My favorite episode is a new feature for this blog in which I look at my favorite episode of a TV show I like. Some of the shows will be classics – Buffy the Vampire Slayer, The Mary Tyler Moore Show, I Love Lucy, etc., and others may be shows that I personally loved, even if they haven’t endured or stood the test of time, like Ugly Betty, for example. I won’t go into the history of the show too much, but will give some context if needed – and I’ll also go into the show’s historical significance and if the episode is a much-beloved classic, I’ll also discuss that.
The best thing about 30 Rock was the show’s ability to skewer pop culture tropes. So it was only a matter of time before reality television, particularly Bravo reality television, would be lampooned. In the fifth season, Tracy Jordan went MIA to Africa, creating a vacuum on TGS. In his absence, his opportunistic wife, Angie (Sherri Shepherd), found her inner Nene Leakes and created a reality show around her outsized personality, Queen of Jordan. What could’ve been a tiny, funny subplot became a hilarious episode of 30 Rock.
What’s so genius about “Queen of Jordan” is the delicate balance it strikes when it makes fun of housewife reality television. Tracey Wigfield, the credited writer of episode, is able to capture the absurdity of Bravo TV-styled with an incredible skill, but manages not to alienate viewers who either hate reality or don’t watch it. Like The Real Housewives of Atlanta, the fictional Queen of Jordan has similar archetypical characters:
- A flamboyant, overzealous central character, with absurd delusions of grandeur, and a laughably hopeless desire for a music career: Angie
- A sassy girlfriend who “tells it like it is”: Portia (played by Moya Angela)
- An effeminate, swishy gay sidekick, D’Fwan (Tituss Burgess)
- A crazy, oversexed middle-aged white woman: Randi (Paula Leggett Chase)
Along with these nutty folks, the regulars from TGS are peripheral players on Queen of Jordan. Jack, trying to maintain his dignity, comes off as an uncharacteristic buffoon, a victim of the manipulative editing reality TV shows boast; Jenna, on the other hand, sees Queen of Jordan as a way of latching on to another career avenue to supplement her TV career and her nonexistent musical career. So intent on becoming a breakout star, she madly inserts herself in the stories, throwing wine in people’s faces, and orchestrating an intervention for herself.
Of course, Liz is suffering from all this nonsense. She doesn’t appreciate the reality show, and is terrified at the prospect of Tracy never returning. Tasked by Jack to get Tracy back, Liz tries to convince Angie to get her husband back; it’s not easy because Angie not only is weary of Tracy’s antics, but she’s also enjoying the attention. Angie also doesn’t appreciate Liz’s meddling (even yanking off Liz’s weave, a key feature of housewife reality television), and moves forward with her ridiculous drama which culminates with a record release party at the studio.

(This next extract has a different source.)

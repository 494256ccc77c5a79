pub mod handlers;
pub mod routes;


pub use routes::uploads_routes;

“Queen of Jordan” isn’t the show’s best episode, but it’s my favorite because it’s really goofy and it’s a welcome break from the live-action cartoon aesthetic the show has. And even though 30 Rock star/writer/creator Tina Fey didn’t write the show, her brainy, sarcastic brand of humor is all over this episode, puncturing the absurdity of the faux reality television show. And the show’s strongest characters: Jenna, Jack, and Liz all appear at their funniest; it’s only a shame that Tracy Morgan is missing, as his lunacy would be wonderful in the fake reality show. Also a shock, Shepherd as the monstrously self-involved, is brilliant. I’m not a fan of Shepherd – especially her head-scratchingly awful performance as co-host of The View, but in this episode, she’s a glorious mess, wonderfully hostile, without an iota of subtlety.

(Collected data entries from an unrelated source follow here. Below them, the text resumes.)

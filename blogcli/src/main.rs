use blogcli::client::image_content_type;
use blogcli::{ApiClient, ClientError, NewPost, Post, PostChanges, Provider, SessionStore};
use clap::{Parser, Subcommand, ValueEnum};
use dotenv::dotenv;
use std::fs;
use std::path::{Path, PathBuf};
use std::process::ExitCode;
use tracing_subscriber::EnvFilter;

/// Terminal client for the blog API
#[derive(Parser, Debug)]
#[command(name = "blogcli")]
#[command(about = "Log in with Google or Facebook and browse blog posts", long_about = None)]
struct Cli {
    /// API base URL
    #[arg(long = "api-url", env = "BLOG_API_URL", default_value = blogcli::client::DEFAULT_API_URL)]
    api_url: String,

    /// Session file (defaults to ~/.blogcli/session.json)
    #[arg(long = "session", env = "BLOGCLI_SESSION")]
    session: Option<PathBuf>,

    #[command(subcommand)]
    command: Command,
}

#[derive(Subcommand, Debug)]
enum Command {
    /// Print the URL that starts a provider login
    Login {
        #[arg(value_enum)]
        provider: ProviderArg,
    },
    /// Finish a login with the URL the browser landed on
    Callback { url: String },
    /// Show the logged-in user after checking the credential
    Whoami,
    /// Clear the stored session
    Logout,
    /// List all posts
    Posts,
    /// List your own posts
    Mine,
    /// Show one post
    Show { id: String },
    /// Write a new post
    Create {
        #[arg(long)]
        title: String,
        #[arg(long)]
        content: String,
        /// Repeat for several tags
        #[arg(long = "tag")]
        tags: Vec<String>,
        /// Image file to upload as the cover
        #[arg(long)]
        image: Option<PathBuf>,
    },
    /// Change one of your posts; only the given fields are sent
    Edit {
        id: String,
        #[arg(long)]
        title: Option<String>,
        #[arg(long)]
        content: Option<String>,
        /// Replaces all tags; repeat for several
        #[arg(long = "tag")]
        tags: Option<Vec<String>>,
        /// Image file to upload as the new cover
        #[arg(long, conflicts_with = "clear_image")]
        image: Option<PathBuf>,
        /// Remove the cover image
        #[arg(long)]
        clear_image: bool,
    },
    /// Upload an image and print its URL
    Upload { path: PathBuf },
    /// Delete one of your posts
    Delete { id: String },
}

#[derive(ValueEnum, Clone, Copy, Debug)]
enum ProviderArg {
    Google,
    Facebook,
}

impl From<ProviderArg> for Provider {
    fn from(arg: ProviderArg) -> Self {
        match arg {
            ProviderArg::Google => Provider::Google,
            ProviderArg::Facebook => Provider::Facebook,
        }
    }
}

fn print_post_line(post: &Post) {
    let author = post.author.name.as_deref().unwrap_or("unknown");
    println!("{}  {}  (by {}, {})", post.id, post.title, author, post.created_at);
}

/// Reads an image file and uploads it, returning the relative URL
async fn upload_file(client: &mut ApiClient, path: &Path) -> Result<String, ClientError> {
    let content_type = image_content_type(path)
        .ok_or_else(|| ClientError::UnsupportedImage(path.display().to_string()))?;
    let file_name = path
        .file_name()
        .and_then(|n| n.to_str())
        .unwrap_or("image")
        .to_string();
    let data = fs::read(path).map_err(|source| ClientError::ReadFile {
        path: path.display().to_string(),
        source,
    })?;
    client.upload_image(&file_name, content_type, data).await
}

async fn run(cli: Cli) -> Result<(), ClientError> {
    let session_path = cli.session.unwrap_or_else(SessionStore::default_path);
    let session = SessionStore::open(session_path)?;
    let mut client = ApiClient::new(&cli.api_url, session);

    match cli.command {
        Command::Login { provider } => {
            println!("Open this URL in your browser to log in:");
            println!("{}", client.login_url(provider.into()));
            println!("Then run: blogcli callback '<url you were redirected to>'");
        }
        Command::Callback { url } => {
            let user = client.session_mut().complete_login(&url)?;
            let next = client.session_mut().take_redirect()?;
            println!("Logged in as {} <{}> via {}", user.name, user.email, user.provider);
            println!("Continue at {}", next);
        }
        Command::Whoami => {
            match client.initialize().await? {
                Some(user) => println!("{} <{}> ({})", user.name, user.email, user.provider),
                None => println!("Not logged in"),
            }
            println!("session: {}", client.session().path().display());
        }
        Command::Logout => {
            client.logout().await?;
            println!("Logged out");
        }
        Command::Posts => {
            for post in client.list_posts().await? {
                print_post_line(&post);
            }
        }
        Command::Mine => {
            for post in client.my_posts().await? {
                print_post_line(&post);
            }
        }
        Command::Show { id } => {
            let post = client.get_post(&id).await?;
            println!("{}", post.title);
            if !post.tags.is_empty() {
                println!("tags: {}", post.tags.join(", "));
            }
            if let Some(image) = &post.image_url {
                println!("image: {}", client.asset_url(image));
            }
            println!();
            println!("{}", post.content);
        }
        Command::Create {
            title,
            content,
            tags,
            image,
        } => {
            client.session_mut().require_auth("/blogs/create")?;
            let image_url = match image {
                Some(path) => Some(upload_file(&mut client, &path).await?),
                None => None,
            };
            let post = client
                .create_post(&NewPost {
                    title,
                    content,
                    tags,
                    image_url,
                })
                .await?;
            println!("Created {}", post.id);
        }
        Command::Edit {
            id,
            title,
            content,
            tags,
            image,
            clear_image,
        } => {
            client.session_mut().require_auth(&format!("/blogs/edit/{}", id))?;
            let image_url = match image {
                Some(path) => Some(Some(upload_file(&mut client, &path).await?)),
                None if clear_image => Some(None),
                None => None,
            };
            let post = client
                .update_post(
                    &id,
                    &PostChanges {
                        title,
                        content,
                        tags,
                        image_url,
                    },
                )
                .await?;
            println!("Updated {} ({})", post.id, post.updated_at);
        }
        Command::Upload { path } => {
            let url = upload_file(&mut client, &path).await?;
            println!("{}", client.asset_url(&url));
            println!("imageUrl: {}", url);
        }
        Command::Delete { id } => {
            client.delete_post(&id).await?;
            println!("Deleted {}", id);
        }
    }

    Ok(())
}

#[tokio::main]
async fn main() -> ExitCode {
    dotenv().ok();

    tracing_subscriber::fmt()
        .with_env_filter(
            EnvFilter::try_from_default_env().unwrap_or_else(|_| EnvFilter::new("warn")),
        )
        .with_target(false)
        .with_writer(std::io::stderr)
        .init();

    let cli = Cli::parse();

    match run(cli).await {
        Ok(()) => ExitCode::SUCCESS,
        Err(ClientError::LoginRequired) => {
            eprintln!("You need to log in first: blogcli login <google|facebook>");
            ExitCode::FAILURE
        }
        Err(e) => {
            eprintln!("Error: {}", e);
            ExitCode::FAILURE
        }
    }
}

As Jenna, Jan Krakowski also gets to mug furiously, and threatens to walk away with the show. She plays Jenna’s desperation and delusion brilliantly. Like Shepherd’s Angie, Jenna is utterly unlikable, and doesn’t do anything to be appealing. Fey and Alec Baldwin are relatively subdued – Baldwin is especially fun playing Jack as a goof, which hardly ever happens (Jack is always the epitome of self-possessed cool, but on Queen of Jordan, the guy can’t do anything right – he trips and falls, accidentally passes gas, and obliviously comes of as gay by cluelessly spouting off double entendres.
The only subplot that doesn’t work is Frank’s doomed love affair with his junior high school teacher, Lynn Onkman, played by Oscar-winning superstar Susan Sarandon. She does mousy well, but the story line veers perilously close to joking about rape – and it’s unclear whether we’re supposed to be in contempt of the other male writers and their admiration for Frank’s dalliance with Lynn, or are we to take their reactions at face value.
After “Queen of Jordan” Liz and company deal with the fallout of Tracy’s disappearance, possibly facing cancellation. The episode works as a stand alone, and though it has some faint ties to the story arcs, it works as an appealing filler ep.